How Art Advisors Make Money

The art advisory industry is a niche one. It’s also an industry that will likely grow in the coming years.  We expect this growth will be driven by a few factors: First, the gallery model is not always sustainable;

Real estate prices for a commercial space, and the multiple storage climate controlled spaces required by gallery owners to lease, are astronomical. These fixed costs are especially hard to digest when noting that galleries show a fraction of their inventory – maybe 10% - at any given time with the traditional exhibition schedule. Second, the Pandemic turned a lot of people onto the concept of remote working. The idea of being able to pitch art from anywhere, with no ties to a physical space, may sway some gallery owners to close shop and move into private art dealing/advising.  Third, entrepreneurship is celebrated and supported in our modern day society. There are so many resources for individuals wanting to carve their own professional path, including those on marketing, finances, networking groups, supporting applications, and more.  Working as a solopreneur is not a lonely endeavor, rather, it’s an entry into an entire community of enthusiastic go-getters ready to lift each other up. 

The office of our Westhampton Beach family retreat. Left artist: Guillermo Garcia Cruz; Right: Mila Libman.

For this growth to be sustainable, however, advisors need to make money.  There is no standard way to do this within the industry. Our fee structure is different from the next advisor. However, here are a few ways art advisors bring in revenue while supporting their clients’ art collecting interests:

1 . Retainers

Some art advisors charge a flat fee per month for a set amount of time that they are servicing a client. During that time, advisors are responsible for identifying artworks for sale from auction, gallery, and private client outlets, along with arranging viewings, researching artworks of interest, condition reporting, and more.  

2. Hourly Fees

Hourly fees seem to be dying within the industry because they are annoying for everyone involved, but for some, they are alive and well.  One reason they are annoying for the advisor is because there are no clear guidelines on how to handle billing for tasks like going to art fairs on behalf of more than one client, not finding anything at that art fair, inevitable shipping hold ups that are no single person’s fault, and more.  Hourlies are also irritating for clients who have no idea what to expect in terms of billing, as sourcing the right piece may take 1 hour or 20, and there is no way to fact check.  The hourly prices that do exist completely depend on the geographic market. (The Charleston, South Carolina art advisor’s rate will likely be a fraction that the New York advisor’s rate.)

3. Commissions

Art advisors often take a commission on the sale price of artwork. This can go work in several ways: 

  • Advisors may sell art at retail price and keep whatever trade discount they are able to negotiate from the gallery. 

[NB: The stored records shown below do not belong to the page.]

//! CLI argument definitions for `qm`.

use std::path::PathBuf;

use clap::{Parser, Subcommand};

use crate::models::{AgentStatus, TaskStatus};

/// Quartermaster - coordination core for a fleet of agent workers.
///
/// State lives in a per-project data directory shared by every `qm` process;
/// run `qm supervise watch`, `qm knowledge watch` and `qm monitor watch` as
/// long-lived loops and let agents drive the rest.
#[derive(Parser, Debug)]
#[command(name = "qm")]
#[command(author, version, about = "Coordinate agent workers: tasks, supervision, checkpoints and shared knowledge", long_about = None)]
#[command(long_version = concat!(
    env!("CARGO_PKG_VERSION"),
    " (commit ",
    env!("QM_GIT_COMMIT"),
    ", built ",
    env!("QM_BUILD_TIMESTAMP"),
    ")"
))]
pub struct Cli {
    /// Output in human-readable format instead of JSON
    #[arg(short = 'H', long = "human", global = true)]
    pub human_readable: bool,

    /// Run as if qm was started in <path> instead of the current directory.
    /// The path must exist and is used literally (no git root detection).
    #[arg(short = 'C', long = "project", global = true, env = "QM_PROJECT")]
    pub project: Option<PathBuf>,

    #[command(subcommand)]
    pub command: Commands,
}

/// Top-level commands
#[derive(Subcommand, Debug)]
pub enum Commands {
    /// Agent registration, liveness and process control
    Agent {
        #[command(subcommand)]
        command: AgentCommands,
    },

    /// Task queue operations
    Task {
        #[command(subcommand)]
        command: TaskCommands,
    },

    /// Detect and restart unresponsive agents
    Supervise {
        #[command(subcommand)]
        command: SuperviseCommands,
    },

    /// Snapshot and roll back project files around risky operations
    Checkpoint {
        #[command(subcommand)]
        command: CheckpointCommands,
    },

    /// Correlate errors with the fixes that worked
    Knowledge {
        #[command(subcommand)]
        command: KnowledgeCommands,
    },

    /// Project health checks and alerts
    Monitor {
        #[command(subcommand)]
        command: MonitorCommands,
    },

    /// Configuration inspection
    Config {
        #[command(subcommand)]
        command: ConfigCommands,
    },
}

/// Agent subcommands
#[derive(Subcommand, Debug)]
pub enum AgentCommands {
    /// Register an agent or update its capabilities
    Register {
        /// Agent name (letters, digits, '-', '_', '.')
        name: String,

        /// Task types the agent can handle (comma-separated or repeated)
        #[arg(short = 'c', long = "capability", value_delimiter = ',')]
        capabilities: Vec<String>,

        /// Priority weight added to the assignment score
        #[arg(short = 'w', long)]
        weight: Option<i64>,

        /// Command used to start the agent (after `--`)
        #[arg(last = true)]
        command: Vec<String>,
    },

    /// Report liveness (creates the record on first contact)
    Heartbeat {
        /// Agent name
        #[arg(env = "QM_AGENT_NAME")]
        name: String,

        /// Process ID of the agent
        #[arg(long)]
        pid: Option<u32>,

        /// Explicit status (available, busy, idle, ...)
        #[arg(long)]
        status: Option<AgentStatus>,
    },

    /// Show one agent
    Status {
        /// Agent name
        name: String,
    },

    /// List registered agents
    List {
        /// Only agents with this status
        #[arg(long)]
        status: Option<AgentStatus>,
    },

    /// Remove an agent from the registry
    Rm {
        /// Agent name
        name: String,
    },

    /// Spawn an agent from its registered command
    Start {
        /// Agent name
        name: String,
    },

    /// Terminate an agent's process and mark it stopped
    Stop {
        /// Agent name
        name: String,
    },

    /// Stop then start an agent
    Restart {
        /// Agent name
        name: String,
    },

    /// Read (and by default consume) an agent's notifications
    Inbox {
        /// Agent name
        #[arg(env = "QM_AGENT_NAME")]
        name: String,

        /// Leave notifications in place
        #[arg(long)]
        peek: bool,
    },
}

/// Task subcommands
#[derive(Subcommand, Debug)]
pub enum TaskCommands {
    /// Submit a task and assign it to the best agent
    Submit {
        /// Task type (matched against agent capabilities)
        task_type: String,

        /// What needs doing
        #[arg(short, long, default_value = "")]
        description: String,

        /// Priority (higher first)
        #[arg(short, long, default_value_t = 0)]
        priority: i64,

        /// IDs of tasks this one depends on
        #[arg(long = "depends-on")]
        depends_on: Vec<String>,
    },

    /// List active tasks
    List {
        /// Filter by status
        #[arg(long)]
        status: Option<TaskStatus>,

        /// Filter by assigned agent
        #[arg(long)]
        agent: Option<String>,
    },

    /// Show a task (active or historical)
    Show {
        /// Task ID
        id: String,
    },

    /// Begin work on an assigned task
    Start {
        /// Task ID
        id: String,

        /// Agent claiming the task
        #[arg(long, env = "QM_AGENT_NAME")]
        agent: String,
    },

    /// Mark a task completed
    Complete {
        /// Task ID
        id: String,

        /// Agent that owns the task
        #[arg(long, env = "QM_AGENT_NAME")]
        agent: String,
    },

    /// Mark a task failed
    Fail {
        /// Task ID
        id: String,

        /// Agent that owns the task
        #[arg(long, env = "QM_AGENT_NAME")]
        agent: String,

        /// Why it failed
        #[arg(short, long)]
        reason: Option<String>,
    },

    /// Hand queued tasks to available agents
    Distribute,

    /// Show per-agent load
    Balance,

    /// Drop duplicate and finished entries from the active queue
    Normalize,
}

/// Supervisor subcommands
#[derive(Subcommand, Debug)]
pub enum SuperviseCommands {
    /// Run one supervision pass
    Run {
        /// Only report which agents would be restarted, plus the task backlog
        #[arg(long)]
        dry_run: bool,
    },

    /// Supervise every SUPERVISE_INTERVAL until interrupted
    Watch,
}

/// Checkpoint subcommands
#[derive(Subcommand, Debug)]
pub enum CheckpointCommands {
    /// Snapshot files or directories before an operation
    Create {
        /// Operation the checkpoint guards
        operation_id: String,

        /// Paths to snapshot, relative to the project root
        #[arg(required = true)]
        paths: Vec<PathBuf>,
    },

    /// Restore a checkpoint
    Restore {
        /// Checkpoint ID
        id: String,

        /// Skip the confirmation prompt
        #[arg(short, long)]
        force: bool,

        /// Also reverse the uncommitted git diff captured at checkpoint time
        #[arg(long)]
        reverse_diff: bool,
    },

    /// React to a validation result: roll back on failure
    Monitor {
        /// Checkpoint ID guarding the validated step
        id: String,

        /// Validation result JSON file, or '-' for stdin
        #[arg(short, long, default_value = "-")]
        result: PathBuf,

        /// Record the failure without restoring files
        #[arg(long)]
        no_rollback: bool,
    },

    /// Suggest the best untried action for an error pattern
    Alternative {
        /// Operation (action) that just failed
        operation: String,

        /// Error text or pattern hash
        error_pattern: String,

        /// Actions already tried
        #[arg(long = "tried", value_delimiter = ',')]
        tried: Vec<String>,
    },

    /// List checkpoints, newest first
    List,

    /// Delete all but the newest checkpoints
    Clean {
        /// How many to keep (defaults to CHECKPOINT_KEEP)
        #[arg(long)]
        keep: Option<usize>,
    },
}

/// Knowledge subcommands
#[derive(Subcommand, Debug)]
pub enum KnowledgeCommands {
    /// Aggregate outcomes into the hub and broadcast insights once
    Sync,

    /// Sync every SYNC_INTERVAL until interrupted
    Watch,

    /// Read a hub section
    Query {
        /// best_practices, anti_patterns, global_patterns or insights
        query_type: String,
    },

    /// Create empty knowledge documents
    Init,

    /// Record an error sighting and optionally the outcome of a fix
    Record {
        /// Error text, or an existing 12-character pattern hash
        error: String,

        /// Worker category the error came from
        #[arg(long)]
        category: Option<String>,

        /// Remediation action that was tried
        #[arg(short, long)]
        action: Option<String>,

        /// The action fixed the error
        #[arg(long, requires = "action", conflicts_with = "failure")]
        success: bool,

        /// The action did not fix the error
        #[arg(long, requires = "action")]
        failure: bool,

        /// How long the action took
        #[arg(long, default_value_t = 0.0)]
        duration_ms: f64,
    },

    /// Clear all correlation statistics
    Reset {
        /// Confirm the reset
        #[arg(long)]
        yes: bool,
    },
}

/// Monitor subcommands
#[derive(Subcommand, Debug)]
pub enum MonitorCommands {
    /// Create empty monitor documents
    Init,

    /// Run every check once
    Run,

    /// Run checks every MONITOR_INTERVAL until interrupted
    Watch,

    /// Alert counts and latest measurements
    Status,

    /// List active alerts
    Alerts {
        /// Include resolved alerts
        #[arg(long)]
        all: bool,
    },

    /// Resolve an alert
    Resolve {
        /// Alert ID
        id: String,
    },

    /// Report a metric value (coverage percent, build_time seconds)
    Report {
        /// Metric name
        metric: String,

        /// Measured value
        value: f64,
    },
}

/// Config subcommands
#[derive(Subcommand, Debug)]
pub enum ConfigCommands {
    /// Show effective settings and where each came from
    Show,
}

  • Advisors may negotiate down the retail price for their client, then take a percentage of the retail price as a sale commission.  (For example, advisor negotiates the price of a $100 artwork to $80, selling it to the client for $80, then adding his/her 10% of retail, or $10, for a total price of $90). 

  • Advisors may mark up artwork, taking a flat percentage, such as 20%, on top of the retail price. In this example, the advisor sources a $100 piece and sells it to the client for 20% more, or $120. Importantly, the advisor is often able to also negotiate a discount from the gallery. If that discount is 15%, the advisor is buying the art for $85 and selling it for $120, making a larger margin.

  • Possible commissions on other line items: Some advisors charge commissions on other line items they are managing, such as shipping, framing, and installation.

Importantly, advisors may mix and match any of these to create a payment structure that works for their business and clientele. None of them are right or wrong. As a business, we support complete transparency and share with our clients exactly how we work verbally and in writing at the beginning of a project.  As sticklers of quality client service, we also support any prospective client of any art advisor (or other service provider) asking questions to ensure they have a full understanding of how the relationship works financially. This should be an industry with contracts and clarity that supports the success of any relationship. 


It is also essential to note that any lasting, solid business, will have more than one revenue channel.  For art advisors, that sometimes means putting together exhibitions, leading classes, selling inventory they have purchased for a profit, and more.  Again, there is no playbook here, but we love collaborating with and learning from colleagues to lift each other up and share art that we believe in with a broader client base. 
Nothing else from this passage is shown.